PDVSA EARMARKS $3.2 BILLION FOR TWO REFINERY PROJECTS

April 13, 1992
Venezuela's Petroleos de Venezuela SA (Pdvsa) has earmarked almost $3.2 billion to upgrade and expand its two biggest refineries. The plants, operated by Pdvsa units Maraven SA at Cardon and Lagoven SA at Amuay, have a combined throughput capacity of 950,000 b/d. Both are on the Paraguana Peninsula in western Venezuela. Although cuts are expected in Pdvsa's operating and capital budgets this year, the main thrust of refining investments planned through 1994 remains unchanged.

Venezuela's Petroleos de Venezuela SA (Pdvsa) has earmarked almost $3.2 billion to upgrade and expand its two biggest refineries.

The plants, operated by Pdvsa units Maraven SA at Cardon and Lagoven SA at Amuay, have a combined throughput capacity of 950,000 b/d. Both are on the Paraguana Peninsula in western Venezuela.

Although cuts are expected in Pdvsa's operating and capital budgets this year, the main thrust of refining investments planned through 1994 remains unchanged.

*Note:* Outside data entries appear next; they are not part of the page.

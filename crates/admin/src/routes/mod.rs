//! HTTP route handlers.
//!
//! # Route Structure
//!
//! ```text
//! GET  /health                 - Liveness check
//! POST /orders/generate        - Run a seeding job and return its report
//! ```

pub mod orders;

use axum::{
    Router,
    routing::{get, post},
};

use crate::state::AppState;

/// Build the complete router (without state).
pub fn routes() -> Router<AppState> {
    Router::new()
        .route("/health", get(health))
        .route("/orders/generate", post(orders::generate))
}

/// Liveness health check endpoint.
///
/// Returns "ok" if the server is running. Does not check Shopify.
async fn health() -> &'static str {
    "ok"
}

The projects are a top priority because Venezuela's refineries need to increase production of light products to boost profits and to begin producing more environmentally benign products for export, notably to the U. S.

CARDON PROJECT

Maraven will spend $2.3 billion at Cardon for a delayed coker, hydrotreater, catalytic reformer, isomerization plant, an experimental hydrogenation/hydroconversion unit, methyl tertiary butyl ether plant (MTBE), tertiary amyl methyl ether (TAME) unit, and expanded power generating and water capacities.

Cardon's crude processing capacity is 300,000 b/d. Dependent on a lighter crude slate than Amuay, the Cardon refinery is spending heavily to improve its yield of light products and slash the fraction of high sulfur fuel oil (HSFO).

Cardon currently produces 70% distillates and 30% HSFO. After the revamp is complete in 1994, the yield will be 90-95% distillates and 5-10% fuel oil. To speed the entire design/engineering/procurement/construction process, Maraven is using designs of existing plants in the U.S. and Europe for key facilities.

Maraven oversees general project management at Cardon. It let contract to Foster Wheeler Corp. for engineering, procurement, and construction of process units for a 60,000 b/sd delayed coker, 45,000 b/sd catalytic platformer, 15,000 b/sd isomerization unit, and related facilities. Badger Co. is providing technical services for the MTBE and TAME units.

AMUAY REFINERY

At Amuay, at 650,000 b/d the world's biggest refinery in terms of nameplate capacity, Lagoven will spend more than $818 million for a delayed coker, MTBE and TAME units, a diesel fuel recovery system, coke combustion system, coke flue gas treating unit, a sulfur recovery unit, and increased capacity for electrical power, water demineralization and cooling, and water transportation.

Planned investments at Amuay will boost profits by adding capacity for processing heavy crudes, improve product quality to meet new environmental standards, and minimize sulfur dioxide emissions and coke disposal.

Amuay's Flexicoker produces about 360 metric tons/day of coke.

Lagoven is responsible for general project management at Amuay.

Tecnofluor, a joint venture of Fluor Daniel and Venezuela's TecnoConsult, won the contract for general engineering, procurement, and construction management. Foster Wheeler also is playing a major role in the project.